PROBLEM REQUIREMENTS:
Each record has to be returned exactly as it appears.

DATA FOR PROCESSING:

━━━━━━

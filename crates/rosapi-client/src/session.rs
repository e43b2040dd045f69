//! Serialized command execution over a shared connection.
//!
//! A [`Session`] owns one [`Transport`] behind a lock. Every exchange holds the
//! lock from the moment the command is written until its reply has been read,
//! so replies are never interleaved even when the session is shared between
//! threads. When an exchange fails, an empty command is sent on the same
//! connection before the lock is released to push the device back to a clean
//! reply boundary.

use std::path::Path;
use std::sync::atomic::{AtomicBool, Ordering};

use parking_lot::Mutex;
use rosapi_marshal::{decode_many, decode_reply_into, encode, inject_identifier, Record};
use rosapi_proto::{
    encode_attribute_word, to_words, Reply, Token, Transport, TransportResult, ID_ATTRIBUTE,
    QUERY_PREFIX,
};
use tracing::{debug, trace, warn};

use crate::config::SessionConfig;
use crate::error::ClientResult;

/// A RouterOS API session.
pub struct Session<T> {
    transport: Mutex<T>,
    config: SessionConfig,
    log_replies: AtomicBool,
}

impl<T: Transport> Session<T> {
    /// Create a session with the default configuration.
    pub fn new(transport: T) -> Self {
        Self::with_config(transport, SessionConfig::default())
    }

    /// Create a session with an explicit configuration.
    pub fn with_config(transport: T, config: SessionConfig) -> Self {
        Session {
            transport: Mutex::new(transport),
            log_replies: AtomicBool::new(config.log_replies),
            config,
        }
    }

    /// Create a session configured from a YAML file.
    pub fn from_config_file(transport: T, path: impl AsRef<Path>) -> ClientResult<Self> {
        let config = SessionConfig::from_yaml_file(path)?;
        Ok(Self::with_config(transport, config))
    }

    /// The configuration the session was created with.
    pub fn config(&self) -> &SessionConfig {
        &self.config
    }

    /// Enable or disable logging of every reply sentence.
    pub fn set_log_replies(&self, enabled: bool) {
        self.log_replies.store(enabled, Ordering::Relaxed);
    }

    /// Whether reply sentences are being logged.
    pub fn log_replies(&self) -> bool {
        self.log_replies.load(Ordering::Relaxed)
    }

    /// Give back the transport. Closing it is the caller's business.
    pub fn into_inner(self) -> T {
        self.transport.into_inner()
    }

    // ========================================================================
    // Raw Execution
    // ========================================================================

    /// Send a command path with argument words and wait for the full reply.
    ///
    /// On failure the error from this exchange is returned unchanged, after a
    /// single empty command has been sent to resynchronize the connection.
    pub fn execute(&self, command: &str, args: &[String]) -> ClientResult<Reply> {
        self.exchange(command, args, |transport| transport.run_args(command, args))
    }

    /// Send a single-word command and wait for the full reply.
    pub fn run(&self, command: &str) -> ClientResult<Reply> {
        self.exchange(command, &[], |transport| transport.run(command))
    }

    fn exchange<F>(&self, command: &str, args: &[String], send: F) -> ClientResult<Reply>
    where
        F: FnOnce(&mut T) -> TransportResult<Reply>,
    {
        let mut transport = self.transport.lock();
        trace!("Session[{}]: -> {} {:?}", self.config.label, command, args);

        match send(&mut *transport) {
            Ok(reply) => {
                trace!(
                    "Session[{}]: <- {} sentence(s), done: {}",
                    self.config.label,
                    reply.sentences.len(),
                    reply.done
                );
                if self.log_replies() {
                    for sentence in &reply.sentences {
                        debug!("Session[{}]: {} !re {}", self.config.label, command, sentence);
                    }
                    debug!("Session[{}]: {} !done {}", self.config.label, command, reply.done);
                }
                Ok(reply)
            }
            Err(err) => {
                warn!(
                    "Session[{}]: {} failed: {}; resynchronizing connection",
                    self.config.label, command, err
                );
                // the outcome of the nudge is irrelevant
                let _ = transport.run("");
                Err(err.into())
            }
        }
    }

    // ========================================================================
    // Record Exchanges
    // ========================================================================

    /// Run a print command and decode one record per reply sentence.
    pub fn print<R: Record>(&self, command: &str) -> ClientResult<Vec<R>> {
        let reply = self.run(command)?;
        let mut records = Vec::with_capacity(reply.sentences.len());
        decode_many(&reply.sentences, &mut records)?;
        Ok(records)
    }

    /// Run a print command and apply every reply sentence to one record.
    pub fn print_into<R: Record>(&self, command: &str, record: &mut R) -> ClientResult<()> {
        let reply = self.run(command)?;
        decode_reply_into(&reply.sentences, record)?;
        Ok(())
    }

    /// Run a print command filtered by a query (`name=value`).
    pub fn find<R: Record>(&self, command: &str, query: &str) -> ClientResult<Vec<R>> {
        let args = to_words([Token::raw(format!("{}{}", QUERY_PREFIX, query))]);
        let reply = self.execute(command, &args)?;
        let mut records = Vec::with_capacity(reply.sentences.len());
        decode_many(&reply.sentences, &mut records)?;
        Ok(records)
    }

    /// Print the single item with the given id into `record`.
    pub fn print_by_id<R: Record>(
        &self,
        command: &str,
        id: &str,
        record: &mut R,
    ) -> ClientResult<()> {
        let args = to_words([Token::raw("where"), Token::query(ID_ATTRIBUTE, id)]);
        let reply = self.execute(command, &args)?;
        decode_reply_into(&reply.sentences, record)?;
        Ok(())
    }

    /// Create an item from `record` and write the acknowledged id back into it.
    pub fn add<R: Record>(&self, command: &str, record: &mut R) -> ClientResult<()> {
        let reply = self.execute(command, &encode(record))?;
        if !inject_identifier(record, &reply.done, &self.config.ack_attribute) {
            trace!(
                "Session[{}]: {} acknowledged without `{}`",
                self.config.label,
                command,
                self.config.ack_attribute
            );
        }
        Ok(())
    }

    /// Update the item `id` with the writable, non-empty fields of `record`.
    pub fn set<R: Record>(&self, command: &str, id: &str, record: &R) -> ClientResult<()> {
        let mut args = vec![Token::id(id).to_word()];
        args.extend(encode(record));
        self.execute(command, &args)?;
        Ok(())
    }

    /// Set a single attribute, for configuration paths without items.
    pub fn set_one(&self, command: &str, name: &str, value: &str) -> ClientResult<()> {
        self.execute(command, &[encode_attribute_word(name, value)])?;
        Ok(())
    }

    /// Remove the item `id`.
    pub fn remove(&self, command: &str, id: &str) -> ClientResult<()> {
        self.by_id(command, id)
    }

    /// Enable the item `id`.
    pub fn enable(&self, command: &str, id: &str) -> ClientResult<()> {
        self.by_id(command, id)
    }

    /// Disable the item `id`.
    pub fn disable(&self, command: &str, id: &str) -> ClientResult<()> {
        self.by_id(command, id)
    }

    /// Replace the comment of the item `id`.
    pub fn comment(&self, command: &str, id: &str, comment: &str) -> ClientResult<()> {
        let args = to_words([Token::id(id), Token::attribute("comment", comment)]);
        self.execute(command, &args)?;
        Ok(())
    }

    fn by_id(&self, command: &str, id: &str) -> ClientResult<()> {
        self.execute(command, &to_words([Token::id(id)]))?;
        Ok(())
    }
}

impl<T> std::fmt::Debug for Session<T> {
    fn fmt(&self, f: &mut std::fmt::Formatter<'_>) -> std::fmt::Result {
        f.debug_struct("Session")
            .field("config", &self.config)
            .field("log_replies", &self.log_replies.load(Ordering::Relaxed))
            .finish_non_exhaustive()
    }
}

━━━━━━

WORKED SOLUTION:
filename crates/rosapi-client/src/session.rs
repository e43b2040dd045f69
//! Serialized command execution over a shared connection.
//!
//! A [`Session`] owns one [`Transport`] behind a lock. Every exchange holds the
//! lock from the moment the command is written until its reply has been read,
//! so replies are never interleaved even when the session is shared between
//! threads. When an exchange fails, an empty command is sent on the same
//! connection before the lock is released to push the device back to a clean
//! reply boundary.

use std::path::Path;
use std::sync::atomic::{AtomicBool, Ordering};

use parking_lot::Mutex;
use rosapi_marshal::{decode_many, decode_reply_into, encode, inject_identifier, Record};
use rosapi_proto::{
    encode_attribute_word, to_words, Reply, Token, Transport, TransportResult, ID_ATTRIBUTE,
    QUERY_PREFIX,
};
use tracing::{debug, trace, warn};

use crate::config::SessionConfig;
use crate::error::ClientResult;

/// A RouterOS API session.
pub struct Session<T> {
    transport: Mutex<T>,
    config: SessionConfig,
    log_replies: AtomicBool,
}

impl<T: Transport> Session<T> {
    /// Create a session with the default configuration.
    pub fn new(transport: T) -> Self {
        Self::with_config(transport, SessionConfig::default())
    }

    /// Create a session with an explicit configuration.
    pub fn with_config(transport: T, config: SessionConfig) -> Self {
        Session {
            transport: Mutex::new(transport),
            log_replies: AtomicBool::new(config.log_replies),
            config,
        }
    }

    /// Create a session configured from a YAML file.
    pub fn from_config_file(transport: T, path: impl AsRef<Path>) -> ClientResult<Self> {
        let config = SessionConfig::from_yaml_file(path)?;
        Ok(Self::with_config(transport, config))
    }

    /// The configuration the session was created with.
    pub fn config(&self) -> &SessionConfig {
        &self.config
    }

    /// Enable or disable logging of every reply sentence.
    pub fn set_log_replies(&self, enabled: bool) {
        self.log_replies.store(enabled, Ordering::Relaxed);
    }

    /// Whether reply sentences are being logged.
    pub fn log_replies(&self) -> bool {
        self.log_replies.load(Ordering::Relaxed)
    }

    /// Give back the transport. Closing it is the caller's business.
    pub fn into_inner(self) -> T {
        self.transport.into_inner()
    }

    // ========================================================================
    // Raw Execution
    // ========================================================================

    /// Send a command path with argument words and wait for the full reply.
    ///
    /// On failure the error from this exchange is returned unchanged, after a
    /// single empty command has been sent to resynchronize the connection.
    pub fn execute(&self, command: &str, args: &[String]) -> ClientResult<Reply> {
        self.exchange(command, args, |transport| transport.run_args(command, args))
    }

    /// Send a single-word command and wait for the full reply.
    pub fn run(&self, command: &str) -> ClientResult<Reply> {
        self.exchange(command, &[], |transport| transport.run(command))
    }

    fn exchange<F>(&self, command: &str, args: &[String], send: F) -> ClientResult<Reply>
    where
        F: FnOnce(&mut T) -> TransportResult<Reply>,
    {
        let mut transport = self.transport.lock();
        trace!("Session[{}]: -> {} {:?}", self.config.label, command, args);

        match send(&mut *transport) {
            Ok(reply) => {
                trace!(
                    "Session[{}]: <- {} sentence(s), done: {}",
                    self.config.label,
                    reply.sentences.len(),
                    reply.done
                );
                if self.log_replies() {
                    for sentence in &reply.sentences {
                        debug!("Session[{}]: {} !re {}", self.config.label, command, sentence);
                    }
                    debug!("Session[{}]: {} !done {}", self.config.label, command, reply.done);
                }
                Ok(reply)
            }
            Err(err) => {
                warn!(
                    "Session[{}]: {} failed: {}; resynchronizing connection",
                    self.config.label, command, err
                );
                // the outcome of the nudge is irrelevant
                let _ = transport.run("");
                Err(err.into())
            }
        }
    }

    // ========================================================================
    // Record Exchanges
    // ========================================================================

    /// Run a print command and decode one record per reply sentence.
    pub fn print<R: Record>(&self, command: &str) -> ClientResult<Vec<R>> {
        let reply = self.run(command)?;
        let mut records = Vec::with_capacity(reply.sentences.len());
        decode_many(&reply.sentences, &mut records)?;
        Ok(records)
    }

    /// Run a print command and apply every reply sentence to one record.
    pub fn print_into<R: Record>(&self, command: &str, record: &mut R) -> ClientResult<()> {
        let reply = self.run(command)?;
        decode_reply_into(&reply.sentences, record)?;
        Ok(())
    }

    /// Run a print command filtered by a query (`name=value`).
    pub fn find<R: Record>(&self, command: &str, query: &str) -> ClientResult<Vec<R>> {
        let args = to_words([Token::raw(format!("{}{}", QUERY_PREFIX, query))]);
        let reply = self.execute(command, &args)?;
        let mut records = Vec::with_capacity(reply.sentences.len());
        decode_many(&reply.sentences, &mut records)?;
        Ok(records)
    }

    /// Print the single item with the given id into `record`.
    pub fn print_by_id<R: Record>(
        &self,
        command: &str,
        id: &str,
        record: &mut R,
    ) -> ClientResult<()> {
        let args = to_words([Token::raw("where"), Token::query(ID_ATTRIBUTE, id)]);
        let reply = self.execute(command, &args)?;
        decode_reply_into(&reply.sentences, record)?;
        Ok(())
    }

    /// Create an item from `record` and write the acknowledged id back into it.
    pub fn add<R: Record>(&self, command: &str, record: &mut R) -> ClientResult<()> {
        let reply = self.execute(command, &encode(record))?;
        if !inject_identifier(record, &reply.done, &self.config.ack_attribute) {
            trace!(
                "Session[{}]: {} acknowledged without `{}`",
                self.config.label,
                command,
                self.config.ack_attribute
            );
        }
        Ok(())
    }

    /// Update the item `id` with the writable, non-empty fields of `record`.
    pub fn set<R: Record>(&self, command: &str, id: &str, record: &R) -> ClientResult<()> {
        let mut args = vec![Token::id(id).to_word()];
        args.extend(encode(record));
        self.execute(command, &args)?;
        Ok(())
    }

    /// Set a single attribute, for configuration paths without items.
    pub fn set_one(&self, command: &str, name: &str, value: &str) -> ClientResult<()> {
        self.execute(command, &[encode_attribute_word(name, value)])?;
        Ok(())
    }

    /// Remove the item `id`.
    pub fn remove(&self, command: &str, id: &str) -> ClientResult<()> {
        self.by_id(command, id)
    }

    /// Enable the item `id`.
    pub fn enable(&self, command: &str, id: &str) -> ClientResult<()> {
        self.by_id(command, id)
    }

    /// Disable the item `id`.
    pub fn disable(&self, command: &str, id: &str) -> ClientResult<()> {
        self.by_id(command, id)
    }

    /// Replace the comment of the item `id`.
    pub fn comment(&self, command: &str, id: &str, comment: &str) -> ClientResult<()> {
        let args = to_words([Token::id(id), Token::attribute("comment", comment)]);
        self.execute(command, &args)?;
        Ok(())
    }

    fn by_id(&self, command: &str, id: &str) -> ClientResult<()> {
        self.execute(command, &to_words([Token::id(id)]))?;
        Ok(())
    }
}

impl<T> std::fmt::Debug for Session<T> {
    fn fmt(&self, f: &mut std::fmt::Formatter<'_>) -> std::fmt::Result {
        f.debug_struct("Session")
            .field("config", &self.config)
            .field("log_replies", &self.log_replies.load(Ordering::Relaxed))
            .finish_non_exhaustive()
    }
}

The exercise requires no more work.